El Parlament de Catalunya exhibe en el hemiciclo las tres solemnes arañas que debían ser para el Palacio Real de Barcelona, como recuerdo de la contraposición con la monarquía española. Y si sigue siendo la sede de la vida política catalana, deberá protagonizar necesariamente otros episodios convulsos. Se romperán algunas porcelanas, se fundirán algunos plomos. El venerable edificio deberá también hacer frente a conflictos, a demostraciones de fuerza, a momentos de crisis e incluso de violencia. En el mundo real estas cosas pasan. En Armenia, como hemos dicho, hubo enfrentamiento y saqueo recientemente. El 21 de noviembre, en Guatemala, cientos de manifestantes atacaron el edificio del Parlamento y le prendieron fuego.
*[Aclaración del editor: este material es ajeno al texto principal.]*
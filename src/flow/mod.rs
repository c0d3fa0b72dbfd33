// SPDX-License-Identifier: MIT

//! Directed-graph workflow engine: mergeable state, nodes, and the executor

pub mod executor;
pub mod graph;
pub mod state;

pub use executor::Executor;
pub use graph::{GraphDef, Node, END, START};
pub use state::{Reducer, StateUpdate, WorkflowState};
En Berlín, el pasado 29 de agosto, cientos de personas antimascarillas estuvieron muy cerca de sobrepasar a las fuerzas del orden y penetrar en el Reichstag, el parlamento que quemaron los nazis. El 8 de agosto de 2020, después de la explosión que destruyó el centro histórico de Beirut, lograron asaltar la sede de algunos ministerios y estuvieron a punto de saquear el Parlamento libanés. En julio de 2020 numerosos manifestantes contrarios a las medidas contra la Covid-19 asaltaron también el Parlamento de Belgrado. No, el vandalismo nunca es buena noticia ni se debe tolerar el ejercicio de la violencia indiscriminada. Pero también reconozco que de todos estos momentos de violencia fueron menos vergonzosos para la institución parlamentaria que cuando Inés Arrimadas utilizó la suntuosidad de los salones del Parlament de Catalunya para hacerse unas fotos para la revista Telva. La hija del policía llevaba un fascinante vestido de noche, joyas de precio, zapatos de cine y se exhibió como oscuro objeto de deseo. Se promocionó. Cuando Arrimadas utilizó las dependencias del Parlamento para hacerse retratar no estaba en su casa y, en cambio, sí está en su casa el pueblo cuando asalta un parlamento. Al fin y al cabo, lo ha pagado con sus impuestos.